Kepala Sub-Direktorat Perindustrian dan Perdagangan Direktorat Kriminal Khusus Polda Metro Jaya Ajun Komisaris Besar Sutarmo bercerita, saat ditemukan, gulungan kain itu sabur limbur dengan sandang apkiran, berbaur di satu kantong dengan berbal-bal pakaian bekas selundupan. “Setelah masuk satu kantong, baru ditekan,” kata Sutarmo di kantornya, Rabu, 18 September lalu.
Dari penggerebekan di tiga tempat sepanjang Juli-Agustus 2019, polisi menemukan 438 gulungan kain, melengkapi temuan 259 koli kantong berisi pakaian bekas dan 5.668 koli yang memuat 120 ribu pasang sepatu. “Ada kain bahan gorden, kain biasa, dan lain-lain,” ujar Sutarmo. Tiga tempat penggerebekan itu berlokasi di Pelabuhan Tegar atau Marunda Center Terminal; sebuah tempat di Senen, Jakarta Pusat; dan sebuah gudang di kompleks rumah dan kantor Permata Ancol, Jakarta Utara.
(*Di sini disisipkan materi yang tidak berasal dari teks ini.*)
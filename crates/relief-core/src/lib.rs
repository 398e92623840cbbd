#![deny(warnings)]

//! Core domain models and invariants for the relief supply round game.
//!
//! This crate defines serializable types shared by settlement, forecasting and
//! the session runtime, with validation helpers guarding the input boundary.

use rust_decimal::Decimal;
use serde::{Deserialize, Serialize};
use std::collections::BTreeMap;
use std::fmt;
use thiserror::Error;

/// One of the three parties ordering from the shared supplier each round.
#[derive(Clone, Copy, Debug, PartialEq, Eq, PartialOrd, Ord, Hash, Serialize, Deserialize)]
pub enum Participant {
    /// The player using the tool.
    Me,
    /// First competitor.
    Competitor1,
    /// Second competitor.
    Competitor2,
}

impl Participant {
    /// Fixed iteration order used for order arrays and outcome arrays.
    pub const ALL: [Participant; 3] = [
        Participant::Me,
        Participant::Competitor1,
        Participant::Competitor2,
    ];

    /// Competitors only, in forecast order.
    pub const COMPETITORS: [Participant; 2] = [Participant::Competitor1, Participant::Competitor2];

    /// Position of the participant in per-round arrays.
    pub fn index(self) -> usize {
        match self {
            Participant::Me => 0,
            Participant::Competitor1 => 1,
            Participant::Competitor2 => 2,
        }
    }

    /// Short label used in tables.
    pub fn label(self) -> &'static str {
        match self {
            Participant::Me => "MY",
            Participant::Competitor1 => "C1",
            Participant::Competitor2 => "C2",
        }
    }
}

impl fmt::Display for Participant {
    fn fmt(&self, f: &mut fmt::Formatter<'_>) -> fmt::Result {
        f.pad(self.label())
    }
}

/// Model constants, fixed for the lifetime of a session.
#[derive(Clone, Debug, PartialEq, Serialize, Deserialize)]
#[serde(default)]
pub struct ModelConfig {
    /// Units the shared supplier can ship per round (default: 120).
    pub supplier_capacity: f64,
    /// Maximum units any single participant can sell per round (default: 50).
    pub market_demand: f64,
    /// Revenue per unit sold (default: 20).
    pub revenue_per_sale: Decimal,
    /// Cost per unit received from the supplier (default: 10).
    pub cost_per_item: Decimal,
}

impl Default for ModelConfig {
    fn default() -> Self {
        Self {
            supplier_capacity: 120.0,
            market_demand: 50.0,
            revenue_per_sale: Decimal::new(20, 0),
            cost_per_item: Decimal::new(10, 0),
        }
    }
}

impl ModelConfig {
    /// Validate constants once at startup.
    ///
    /// Rejects non-finite or negative values, and the configuration where
    /// market demand equals supplier capacity, which leaves the advisory
    /// formula without a denominator.
    pub fn validate(&self) -> Result<(), ConfigError> {
        if !(self.supplier_capacity.is_finite() && self.market_demand.is_finite()) {
            return Err(ConfigError::NonFinite);
        }
        if self.supplier_capacity < 0.0 {
            return Err(ConfigError::Negative("supplier_capacity"));
        }
        if self.market_demand < 0.0 {
            return Err(ConfigError::Negative("market_demand"));
        }
        if self.revenue_per_sale < Decimal::ZERO {
            return Err(ConfigError::Negative("revenue_per_sale"));
        }
        if self.cost_per_item < Decimal::ZERO {
            return Err(ConfigError::Negative("cost_per_item"));
        }
        if self.scarcity_gap() == 0.0 {
            return Err(ConfigError::DegenerateAdvisory {
                capacity: self.supplier_capacity,
            });
        }
        Ok(())
    }

    /// Market demand minus supplier capacity; negative under the defaults.
    pub fn scarcity_gap(&self) -> f64 {
        self.market_demand - self.supplier_capacity
    }
}

/// Errors in the model constants. Fatal at startup.
#[derive(Debug, Error, PartialEq)]
pub enum ConfigError {
    /// Capacity and demand must be finite.
    #[error("model constants must be finite")]
    NonFinite,
    /// Named constant is below zero.
    #[error("model constant `{0}` must be non-negative")]
    Negative(&'static str),
    /// Market demand equals supplier capacity.
    #[error("market demand equals supplier capacity ({capacity}); suggested order is undefined")]
    DegenerateAdvisory { capacity: f64 },
}

/// Input validation errors. Raised before any ledger mutation.
#[derive(Debug, Error, PartialEq)]
pub enum ValidationError {
    /// Round numbers start at 1.
    #[error("round number must be positive, got {0}")]
    NonPositiveRound(i64),
    /// Round number does not fit the ledger key.
    #[error("round number {0} is out of range")]
    RoundOutOfRange(i64),
    /// Order quantities cannot be negative.
    #[error("{participant} order must be non-negative, got {value}")]
    NegativeOrder { participant: Participant, value: f64 },
    /// Order quantities must be finite numbers.
    #[error("{0} order must be a finite number")]
    NonFinite(Participant),
    /// Orders are individually finite but their sum is not.
    #[error("total order overflows")]
    NonFiniteTotal,
    /// Field could not be parsed as a number.
    #[error("not a number: {0:?}")]
    NotANumber(String),
}

/// Parse a round number from user text.
pub fn parse_round(text: &str) -> Result<i64, ValidationError> {
    text.trim()
        .parse::<i64>()
        .map_err(|_| ValidationError::NotANumber(text.to_string()))
}

/// Parse an order quantity from user text. Range checks happen in [`RoundInput::new`].
pub fn parse_quantity(text: &str) -> Result<f64, ValidationError> {
    text.trim()
        .parse::<f64>()
        .map_err(|_| ValidationError::NotANumber(text.to_string()))
}

/// Check a round number and narrow it to the ledger key type.
pub fn round_key(round: i64) -> Result<u32, ValidationError> {
    if round <= 0 {
        return Err(ValidationError::NonPositiveRound(round));
    }
    u32::try_from(round).map_err(|_| ValidationError::RoundOutOfRange(round))
}

/// A validated "new round" submission.
#[derive(Clone, Debug, PartialEq, Serialize, Deserialize)]
pub struct RoundInput {
    round: u32,
    orders: [f64; 3],
}

impl RoundInput {
    /// Build a submission, rejecting non-positive rounds and negative or non-finite orders.
    pub fn new(round: i64, my_order: f64, c1_order: f64, c2_order: f64) -> Result<Self, ValidationError> {
        let round = round_key(round)?;
        let orders = [my_order, c1_order, c2_order];
        for p in Participant::ALL {
            let value = orders[p.index()];
            if !value.is_finite() {
                return Err(ValidationError::NonFinite(p));
            }
            if value < 0.0 {
                return Err(ValidationError::NegativeOrder { participant: p, value });
            }
        }
        if !orders.iter().sum::<f64>().is_finite() {
            return Err(ValidationError::NonFiniteTotal);
        }
        Ok(Self { round, orders })
    }

    /// Round number (>= 1).
    pub fn round(&self) -> u32 {
        self.round
    }

    /// Order quantity submitted for a participant.
    pub fn order(&self, p: Participant) -> f64 {
        self.orders[p.index()]
    }

    /// All three orders in [`Participant::ALL`] order.
    pub fn orders(&self) -> [f64; 3] {
        self.orders
    }

    /// Sum of the three orders.
    pub fn total(&self) -> f64 {
        self.orders.iter().sum()
    }
}

/// Settled result for one participant in one round.
#[derive(Clone, Debug, PartialEq, Serialize, Deserialize)]
pub struct ParticipantOutcome {
    /// Requested quantity.
    pub order: f64,
    /// Quantity actually received after rationing.
    pub allocated: f64,
    /// Units sold, capped by market demand.
    pub sales: f64,
    /// Sales times revenue per sale.
    pub revenue: Decimal,
    /// Allocated quantity times cost per item.
    pub cost: Decimal,
    /// Revenue minus cost.
    pub profit: Decimal,
}

impl ParticipantOutcome {
    /// Supplied minus requested; negative when the round was rationed.
    pub fn supply_delta(&self) -> f64 {
        self.allocated - self.order
    }
}

/// One settled round. Derived fields are read-only; records come from settlement.
#[derive(Clone, Debug, PartialEq, Serialize, Deserialize)]
pub struct RoundRecord {
    input: RoundInput,
    total_order: f64,
    outcomes: [ParticipantOutcome; 3],
}

impl RoundRecord {
    /// Assemble a record from a submission and its per-participant outcomes.
    pub fn new(input: RoundInput, outcomes: [ParticipantOutcome; 3]) -> Self {
        let total_order = input.total();
        Self {
            input,
            total_order,
            outcomes,
        }
    }

    /// Ledger key.
    pub fn round(&self) -> u32 {
        self.input.round()
    }

    /// The submission this record was settled from.
    pub fn input(&self) -> &RoundInput {
        &self.input
    }

    /// Sum of the three orders.
    pub fn total_order(&self) -> f64 {
        self.total_order
    }

    /// Outcome for a single participant.
    pub fn outcome(&self, p: Participant) -> &ParticipantOutcome {
        &self.outcomes[p.index()]
    }

    /// All outcomes in [`Participant::ALL`] order.
    pub fn outcomes(&self) -> &[ParticipantOutcome; 3] {
        &self.outcomes
    }
}

/// Round-keyed table of settled rounds, iterated in ascending round order.
#[derive(Clone, Debug, Default, PartialEq, Serialize, Deserialize)]
pub struct Ledger {
    rounds: BTreeMap<u32, RoundRecord>,
}

impl Ledger {
    /// Empty ledger.
    pub fn new() -> Self {
        Self::default()
    }

    /// Insert a record, fully replacing any record with the same round.
    /// Returns the replaced record.
    pub fn upsert(&mut self, record: RoundRecord) -> Option<RoundRecord> {
        self.rounds.insert(record.round(), record)
    }

    /// Record for a round, if present.
    pub fn get(&self, round: u32) -> Option<&RoundRecord> {
        self.rounds.get(&round)
    }

    /// All records sorted by round ascending.
    pub fn all(&self) -> Vec<&RoundRecord> {
        self.rounds.values().collect()
    }

    /// Iterate records sorted by round ascending.
    pub fn iter(&self) -> impl Iterator<Item = &RoundRecord> + '_ {
        self.rounds.values()
    }

    /// A participant's orders, sorted by round ascending.
    pub fn orders_of(&self, p: Participant) -> Vec<f64> {
        self.iter().map(|r| r.input().order(p)).collect()
    }

    /// Number of distinct rounds.
    pub fn len(&self) -> usize {
        self.rounds.len()
    }

    /// True when no round has been submitted.
    pub fn is_empty(&self) -> bool {
        self.rounds.is_empty()
    }

    /// Remove every record.
    pub fn reset(&mut self) {
        self.rounds.clear();
    }
}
Kepolisian memperkirakan nilai tekstil dan pakaian bekas selundupan itu sebesar Rp 9,02 miliar dengan kerugian dari kebocoran bea masuk dan pajak mencapai Rp 4,9 miliar. Namun nilai barang dan kerugian negara berpotensi melompat. Sebab, berdasarkan pengakuan tersangka dan penelusuran sejumlah bukti, impor bisa dilakukan empat kali setiap bulan.
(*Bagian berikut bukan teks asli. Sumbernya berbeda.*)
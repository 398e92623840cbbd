#![deny(warnings)]

//! Terminal strategizer for the disaster relief supply game.
//!
//! Reads commands from stdin (or `--script`), settles rounds, and prints the
//! round table with competitor forecasts and a suggested order after each one.

mod command;
mod config;
mod render;

use anyhow::{Context, Result};
use command::{Command, HELP};
use relief_runtime::{Presenter, Session, SessionError, SessionEvent};
use std::io::{BufRead, BufReader, Write};
use std::path::PathBuf;
use tracing::{info, warn};
use tracing_subscriber::EnvFilter;

#[derive(Debug, Default)]
struct Args {
    config: Option<PathBuf>,
    script: Option<PathBuf>,
    json: bool,
    version: bool,
}

fn parse_args() -> Args {
    let mut args = Args::default();
    let mut it = std::env::args().skip(1);
    while let Some(arg) = it.next() {
        match arg.as_str() {
            "--config" => args.config = it.next().map(PathBuf::from),
            "--script" => args.script = it.next().map(PathBuf::from),
            "--json" => args.json = true,
            "--version" | "-V" => args.version = true,
            other => warn!(arg = other, "ignoring unknown argument"),
        }
    }
    args
}

/// Feed every command from `input` through the session.
///
/// Bad lines and failed session events are reported on `err` and skipped;
/// the ledger is left untouched. Help and round cards go to `out`. Only
/// input and output failures end the loop early.
fn run_commands<R: BufRead, W: Write, E: Write>(
    input: R,
    session: &mut Session,
    presenter: &mut dyn Presenter,
    mut out: W,
    mut err: E,
) -> Result<()> {
    for (lineno, line) in input.lines().enumerate() {
        let line = line.context("reading input")?;
        let cmd = match command::parse_line(&line) {
            Ok(Some(cmd)) => cmd,
            Ok(None) => continue,
            Err(e) => {
                warn!(line = lineno + 1, error = %e, "rejected input");
                writeln!(err, "error: {e}")?;
                continue;
            }
        };
        let outcome = match cmd {
            Command::Round(round) => session.dispatch(SessionEvent::NewRound(round), presenter),
            Command::Reset => session.dispatch(SessionEvent::Reset, presenter),
            Command::Show => session
                .snapshot()
                .map_err(anyhow::Error::from)
                .and_then(|snap| presenter.present(&snap)),
            Command::Cards(round) => {
                write_cards(session, round, &mut out, &mut err)?;
                Ok(())
            }
            Command::Help => {
                writeln!(out, "{HELP}")?;
                Ok(())
            }
            Command::Quit => break,
        };
        if let Err(e) = outcome {
            match e.downcast_ref::<SessionError>() {
                Some(se) => {
                    warn!(line = lineno + 1, error = %se, "event not applied");
                    writeln!(err, "error: {se}")?;
                }
                None => return Err(e),
            }
        }
    }
    Ok(())
}

fn write_cards(
    session: &Session,
    round: Option<u32>,
    mut out: impl Write,
    mut err: impl Write,
) -> std::io::Result<()> {
    match round {
        Some(n) => match session.ledger().get(n) {
            Some(record) => write!(out, "{}", render::render_cards(record)),
            None => writeln!(err, "error: round {n} not recorded"),
        },
        None if session.ledger().is_empty() => writeln!(out, "No rounds recorded."),
        None => {
            for record in session.ledger().all() {
                write!(out, "{}", render::render_cards(record))?;
            }
            Ok(())
        }
    }
}

fn main() -> Result<()> {
    // Logging setup
    let filter = EnvFilter::try_from_default_env().unwrap_or_else(|_| EnvFilter::new("info"));
    tracing_subscriber::fmt()
        .with_env_filter(filter)
        .with_writer(std::io::stderr)
        .init();

    let args = parse_args();
    if args.version {
        println!(
            "relief-cli {} ({}, {} build)",
            env!("CARGO_PKG_VERSION"),
            env!("RELIEF_GIT_DESCRIBE"),
            env!("RELIEF_BUILD_PROFILE")
        );
        return Ok(());
    }
    info!(config = ?args.config, script = ?args.script, json = args.json, "starting CLI");

    let cfg = config::load_config(args.config.as_deref())?;
    let mut session = Session::new(cfg)?;

    let stdout = std::io::stdout();
    let mut presenter: Box<dyn Presenter> = if args.json {
        Box::new(render::JsonPresenter::new(stdout.lock()))
    } else {
        println!("{}", render::assumptions_banner(session.config()));
        Box::new(render::TablePresenter::new(stdout.lock()))
    };

    match &args.script {
        Some(path) => {
            let file = std::fs::File::open(path)
                .with_context(|| format!("opening script {}", path.display()))?;
            run_commands(
                BufReader::new(file),
                &mut session,
                presenter.as_mut(),
                std::io::stdout(),
                std::io::stderr(),
            )
        }
        None => run_commands(
            std::io::stdin().lock(),
            &mut session,
            presenter.as_mut(),
            std::io::stdout(),
            std::io::stderr(),
        ),
    }
}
Impor pakaian bekas sebetulnya sudah dilarang sejak 1982. Ketika Undang-Undang Perdagangan terbit pada 2014, larangan impor itu ditegaskan. Namun gelombang pakaian bekas impor tak pernah surut.
Pada 2015, Kementerian Perdagangan menerbitkan aturan baru larangan impor pakaian bekas. Terjadi eskalasi operasi baju bekas. Belakangan, di sela-sela pakaian loak itu makin banyak terselip tekstil impor.
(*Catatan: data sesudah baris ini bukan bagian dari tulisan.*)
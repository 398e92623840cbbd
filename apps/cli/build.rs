//! Stamps the CLI with the source revision and cargo profile for `--version`.

use std::env;
use std::process::Command;

fn describe() -> String {
    let out = Command::new("git")
        .args(["describe", "--always", "--dirty", "--abbrev=12"])
        .output();
    match out {
        Ok(o) if o.status.success() => {
            let text = String::from_utf8_lossy(&o.stdout).trim().to_owned();
            if text.is_empty() {
                "untracked".to_owned()
            } else {
                text
            }
        }
        _ => "untracked".to_owned(),
    }
}

fn main() {
    println!("cargo:rustc-env=RELIEF_GIT_DESCRIBE={}", describe());
    let profile = env::var("PROFILE").unwrap_or_else(|_| "unknown".to_owned());
    println!("cargo:rustc-env=RELIEF_BUILD_PROFILE={profile}");
    println!("cargo:rerun-if-changed=build.rs");
    println!("cargo:rerun-if-env-changed=PROFILE");
}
Pada tahun itu, Asosiasi Pertekstilan Indonesia juga mengeluhkan banjirnya tekstil ilegal. Tak lama kemudian, pada Oktober 2015, Direktorat Jenderal Bea dan Cukai menyita tekstil impor ilegal sebanyak 3.519 gulung senilai US$ 1,28 juta atau sekitar Rp 14 miliar. “Negara juga dirugikan karena mereka tidak bayar bea masuk Rp 2,3 miliar,” tutur Presiden Joko Widodo di kantor Direktorat Jenderal Bea dan Cukai, Rawamangun, Jakarta Timur, pertengahan Oktober 2015.
Saat itu industri tekstil dalam negeri berteriak. Produknya tidak bisa bersaing dengan tekstil ilegal. “Penjualan ataupun harga tekstil merosot 30-40 persen akibat praktik kejahatan ini,” ujar Jokowi. Tekstil gelap dihargai lebih murah.
Namun gelontoran tekstil impor ilegal terus mengalir. “Seperti narkoba. Kalau ketahuan, ya pada tiarap,” ucap Sutarmo. “Pemainnya juga orang-orang lama.”
Salah satu pelaku lawas itu Po Lay, yang juga dikenal dengan nama Lay Khatulistiwa. Pria 63 tahun asal Pontianak yang delapan tahun terakhir tinggal di Jakarta tersebut menyelundupkan pakaian seken, sepatu baru kelas dua, dan tekstil. Dari enam tersangka yang ditangkap kepolisian pada Juli-Agustus 2019, Po Lay adalah yang terbesar, pengimpor sekaligus penanggung jawabnya.
ALUR tekstil dan pakaian usang selundupan agak rumit. Masalahnya, kata Ajun Komisaris Besar Sutarmo, kepolisian tidak boleh merazia atau menyita pakaian bekas yang sudah ada di toko. Padahal itu langkah paling mudah. “Tokonya kami biarkan,” ujarnya.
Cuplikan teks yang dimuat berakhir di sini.